Clinical case history 1

Unusual clinical features in a patient with LCMM.

A 63-year-old woman attended hospital with severe pain in her right shoulder. An X-ray showed minor erosive changes in the shoulder joint while blood tests were normal apart from a marginally elevated serum calcium of 2.69 mmol/L (normal range [NR]: 2.08 - 2.67). An orthopaedic surgeon recommended a hemiarthroplasty. At operation, the head of the humerus was eroded and the glenoid was almost entirely replaced by 'extremely soft bone' suggestive of malignancy or a metabolic cause. The operation was aborted and the tissue was sent for histological examination.

Re-examination of the patient failed to identify any additional clinical features. Investigations showed a normal chest X-ray while the serum calcium had increased further to 3.41 mmol/L and she was hypophosphataemic at 0.55 mmol/L (NR: 0.67 - 1.54). Other results included a raised alkaline phosphatase at 234 IU/L (NR: 30 - 115) and an increased parathyroid hormone-related peptide at 9.5 pmol/L (NR: 0.7 - 1.8) while parathyroid hormone levels were low at 9 ng/L (NR: 10 - 60). A metastatic tumour deposit was considered the most likely cause of her shoulder disease. The search for a primary tumour, however, was unsuccessful: CT scans of the abdomen and thorax were normal, as were the serum cancer markers, CA-199, CA-125 and CEA.

The possibility of multiple myeloma (MM) was considered. Bone histology from the surgically resected specimen showed osteoarthritis and osteopenia and there was no excess of plasma cells. A skeletal survey showed only osteoporotic bone with no discrete lytic lesions and no features of MM. Serum and urine electrophoretic tests showed no monoclonal gammopathy but assessment of immunoglobulins by nephelometry revealed hypogammaglobulinaemia: IgG 3.20 g/L (NR: 5.3 - 16.5), IgA 0.15 g/L (NR: 0.8 - 4.0) and IgM 0.26 g/L (NR: 0.5 - 2.0).

In view of the diagnostic difficulties, sFLC measurements were requested, with the following results: κ 7,840 mg/L (NR: 3.3 - 19.4); λ 4.4 mg/L (NR: 5.7 - 26.3); κ/λ ratio 1,782 (NR: 0.26 - 1.65) (Figure 15.5). Urinary FLC concentrations by immunoassay were as follows: κ 371 mg/L; λ 4.7 mg/L; κ/λ ratio 79. Subsequent bone marrow aspiration of the iliac crest indicated a high concentration of abnormal plasma cells. This established the diagnosis as κ LCMM with production of excess parathyroid hormone-related peptide leading to hypercalcaemia.

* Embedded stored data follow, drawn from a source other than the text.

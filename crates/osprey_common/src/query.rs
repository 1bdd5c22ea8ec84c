use std::collections::HashMap;

use serde::{Deserialize, Serialize};

use crate::datum::Datum;

/// Which class of tablet a statement should land on.
#[derive(Debug, Clone, Copy, PartialEq, Eq, Hash, Serialize, Deserialize, Default)]
#[serde(rename_all = "lowercase")]
pub enum TabletType {
    #[default]
    Master,
    Replica,
    Rdonly,
}

/// A bind variable value: a scalar, or a list (IN clauses and per-shard
/// list bundles).
#[derive(Debug, Clone, PartialEq, Eq, Serialize, Deserialize)]
pub enum BindValue {
    Value(Datum),
    List(Vec<Datum>),
}

impl From<Datum> for BindValue {
    fn from(d: Datum) -> Self {
        BindValue::Value(d)
    }
}

impl From<Vec<Datum>> for BindValue {
    fn from(l: Vec<Datum>) -> Self {
        BindValue::List(l)
    }
}

pub type BindVars = HashMap<String, BindValue>;

/// The inbound statement: SQL text, bind variables, tablet selector.
/// The session handle rides next to it, owned by the caller.
#[derive(Debug, Clone, Default)]
pub struct Query {
    pub sql: String,
    /// A missing bind-var map is just an empty one.
    pub bind_variables: BindVars,
    pub tablet_type: TabletType,
}

impl Query {
    pub fn new(sql: impl Into<String>) -> Self {
        Query {
            sql: sql.into(),
            ..Default::default()
        }
    }

    pub fn with_bind_vars(mut self, bind_variables: BindVars) -> Self {
        self.bind_variables = bind_variables;
        self
    }

    pub fn with_tablet_type(mut self, tablet_type: TabletType) -> Self {
        self.tablet_type = tablet_type;
        self
    }
}

/// One result column.
#[derive(Debug, Clone, PartialEq, Eq, Serialize, Deserialize)]
pub struct Field {
    pub name: String,
}

impl Field {
    pub fn new(name: impl Into<String>) -> Self {
        Field { name: name.into() }
    }
}

/// The outbound result. `insert_id` may be rewritten by the router when an
/// owned vindex generated the value.
#[derive(Debug, Clone, Default, PartialEq, Eq, Serialize, Deserialize)]
pub struct QueryResult {
    pub fields: Vec<Field>,
    pub rows: Vec<Vec<Datum>>,
    pub rows_affected: u64,
    pub insert_id: u64,
}

impl QueryResult {
    pub fn is_empty(&self) -> bool {
        self.rows.is_empty() && self.rows_affected == 0 && self.insert_id == 0
    }
}

#[cfg(test)]
mod tests {
    use super::*;

    #[test]
    fn test_query_builder_defaults() {
        let q = Query::new("select 1");
        assert_eq!(q.sql, "select 1");
        assert!(q.bind_variables.is_empty());
        assert_eq!(q.tablet_type, TabletType::Master);
    }

    #[test]
    fn test_bind_value_from_impls() {
        let v: BindValue = Datum::Int64(1).into();
        assert_eq!(v, BindValue::Value(Datum::Int64(1)));
        let l: BindValue = vec![Datum::Int64(1), Datum::Int64(2)].into();
        assert!(matches!(l, BindValue::List(ref xs) if xs.len() == 2));
    }

    #[test]
    fn test_empty_result() {
        assert!(QueryResult::default().is_empty());
        let r = QueryResult {
            rows_affected: 1,
            ..Default::default()
        };
        assert!(!r.is_empty());
    }

    #[test]
    fn test_tablet_type_serde_names() {
        let t: TabletType = serde_json::from_str("\"replica\"").unwrap();
        assert_eq!(t, TabletType::Replica);
    }
}
//! The vschema: which keyspaces exist, which vindexes they declare, and how
//! table columns bind to those vindexes.
//!
//! Loaded from JSON. A table's first ColVindex is the primary: it routes
//! the row and must be unique-cardinality. The rest are secondaries kept
//! consistent with the primary's keyspace id. A ColVindex is *owned* when
//! the declaring vindex names this table as its owner; owned vindexes are
//! maintained by the router during DML and therefore must support `Create`
//! and `Delete`.

use std::collections::HashMap;
use std::sync::Arc;

use serde::{Deserialize, Serialize};

use osprey_common::error::{RouterError, RouterResult};
use osprey_vindex::registry::{create_vindex, VindexParams};
use osprey_vindex::vindex::{Cardinality, Vindex, VindexCap};

// ---------------------------------------------------------------------------
// Raw serde form
// ---------------------------------------------------------------------------

#[derive(Debug, Clone, Default, Serialize, Deserialize)]
pub struct VSchemaConfig {
    pub keyspaces: HashMap<String, KeyspaceConfig>,
}

#[derive(Debug, Clone, Default, Serialize, Deserialize)]
pub struct KeyspaceConfig {
    #[serde(default)]
    pub sharded: bool,
    #[serde(default)]
    pub vindexes: HashMap<String, VindexConfig>,
    #[serde(default)]
    pub tables: HashMap<String, TableConfig>,
}

#[derive(Debug, Clone, Serialize, Deserialize)]
pub struct VindexConfig {
    #[serde(rename = "type")]
    pub vindex_type: String,
    #[serde(default)]
    pub params: VindexParams,
    /// The table whose DML maintains this vindex's backing table.
    #[serde(default)]
    pub owner: Option<String>,
}

#[derive(Debug, Clone, Default, Serialize, Deserialize)]
pub struct TableConfig {
    #[serde(default)]
    pub col_vindexes: Vec<ColVindexConfig>,
}

#[derive(Debug, Clone, Serialize, Deserialize)]
pub struct ColVindexConfig {
    pub column: String,
    /// Vindex instance name within the keyspace.
    pub name: String,
}

// ---------------------------------------------------------------------------
// Built form
// ---------------------------------------------------------------------------

#[derive(Debug, Clone, PartialEq, Eq)]
pub struct Keyspace {
    pub name: String,
    pub sharded: bool,
}

/// A table column bound to a vindex instance.
pub struct ColVindex {
    pub column: String,
    pub name: String,
    pub owned: bool,
    pub vindex: Arc<dyn Vindex>,
}

impl std::fmt::Debug for ColVindex {
    fn fmt(&self, f: &mut std::fmt::Formatter<'_>) -> std::fmt::Result {
        f.debug_struct("ColVindex")
            .field("column", &self.column)
            .field("name", &self.name)
            .field("owned", &self.owned)
            .field("vindex", &self.vindex.type_name())
            .finish()
    }
}

pub struct Table {
    pub name: String,
    pub keyspace: Arc<Keyspace>,
    /// Ordered; index 0 is the primary ColVindex.
    pub col_vindexes: Vec<Arc<ColVindex>>,
    /// The owned subset, in ColVindex order. Drives the deletion protocol.
    pub owned: Vec<Arc<ColVindex>>,
}

impl Table {
    pub fn primary(&self) -> Option<&Arc<ColVindex>> {
        self.col_vindexes.first()
    }
}

impl std::fmt::Debug for Table {
    fn fmt(&self, f: &mut std::fmt::Formatter<'_>) -> std::fmt::Result {
        f.debug_struct("Table")
            .field("name", &self.name)
            .field("keyspace", &self.keyspace.name)
            .field("col_vindexes", &self.col_vindexes)
            .finish()
    }
}

/// All keyspaces' tables, indexed by unqualified table name.
#[derive(Debug, Default)]
pub struct VSchema {
    tables: HashMap<String, Arc<Table>>,
}

impl VSchema {
    pub fn from_json(json: &str) -> RouterResult<VSchema> {
        let config: VSchemaConfig =
            serde_json::from_str(json).map_err(|e| RouterError::Schema(e.to_string()))?;
        Self::from_config(&config)
    }

    pub fn from_config(config: &VSchemaConfig) -> RouterResult<VSchema> {
        let mut tables = HashMap::new();
        for (ks_name, ks_config) in &config.keyspaces {
            let keyspace = Arc::new(Keyspace {
                name: ks_name.clone(),
                sharded: ks_config.sharded,
            });

            let mut vindexes: HashMap<&str, (Arc<dyn Vindex>, Option<&str>)> = HashMap::new();
            for (name, vc) in &ks_config.vindexes {
                let vindex = create_vindex(&vc.vindex_type, &vc.params)?;
                vindexes.insert(name, (vindex, vc.owner.as_deref()));
            }

            for (table_name, tc) in &ks_config.tables {
                let mut col_vindexes = Vec::with_capacity(tc.col_vindexes.len());
                for cvc in &tc.col_vindexes {
                    let (vindex, owner) = vindexes.get(cvc.name.as_str()).ok_or_else(|| {
                        RouterError::Schema(format!(
                            "table {table_name} references unknown vindex {}",
                            cvc.name
                        ))
                    })?;
                    let owned = *owner == Some(table_name.as_str());
                    if owned
                        && !(vindex.supports(VindexCap::Create)
                            && vindex.supports(VindexCap::Delete))
                    {
                        return Err(RouterError::Schema(format!(
                            "vindex {} is owned by {table_name} but cannot create/delete entries",
                            cvc.name
                        )));
                    }
                    col_vindexes.push(Arc::new(ColVindex {
                        column: cvc.column.clone(),
                        name: cvc.name.clone(),
                        owned,
                        vindex: vindex.clone(),
                    }));
                }
                if let Some(primary) = col_vindexes.first() {
                    if primary.vindex.cardinality() != Cardinality::Unique {
                        return Err(RouterError::Schema(format!(
                            "table {table_name}: primary vindex {} must be unique",
                            primary.name
                        )));
                    }
                }
                let owned = col_vindexes
                    .iter()
                    .filter(|cv| cv.owned)
                    .cloned()
                    .collect();
                let table = Arc::new(Table {
                    name: table_name.clone(),
                    keyspace: keyspace.clone(),
                    col_vindexes,
                    owned,
                });
                if tables.insert(table_name.clone(), table).is_some() {
                    return Err(RouterError::Schema(format!(
                        "table {table_name} defined in more than one keyspace"
                    )));
                }
            }
        }
        Ok(VSchema { tables })
    }

    pub fn table(&self, name: &str) -> RouterResult<&Arc<Table>> {
        self.tables
            .get(name)
            .ok_or_else(|| RouterError::Schema(format!("unknown table {name}")))
    }
}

Several months after her initial clinical presentation, the patient was finally treated with chemotherapy. This resulted in a satisfactory reduction of the serum κ FLC concentrations and normalisation of serum calcium. Since then, her shoulder has remained unstable although pain free.

Comment. The diagnosis of LCMM can be difficult. In this case the clinical features were atypical and did not provide a clear suggestion as to the diagnosis, so tests for MM were not considered for some time. When electrophoretic analysis of serum and urine were eventually performed, the results showed no monoclonal proteins. Re-assessment of the original urine sample, showed a low concentration of monoclonal κ FLC by IFE, which had been overlooked on the earlier analysis. The final diagnosis was LCMM with limited plasma cell infiltration of the bone marrow. The response of the tumour to chemotherapy was good; serum κ FLC concentrations decreased for 45 weeks with a half-life of approximately 4 weeks (Figure 15.5). The patient is likely to have a good clinical course in the medium term.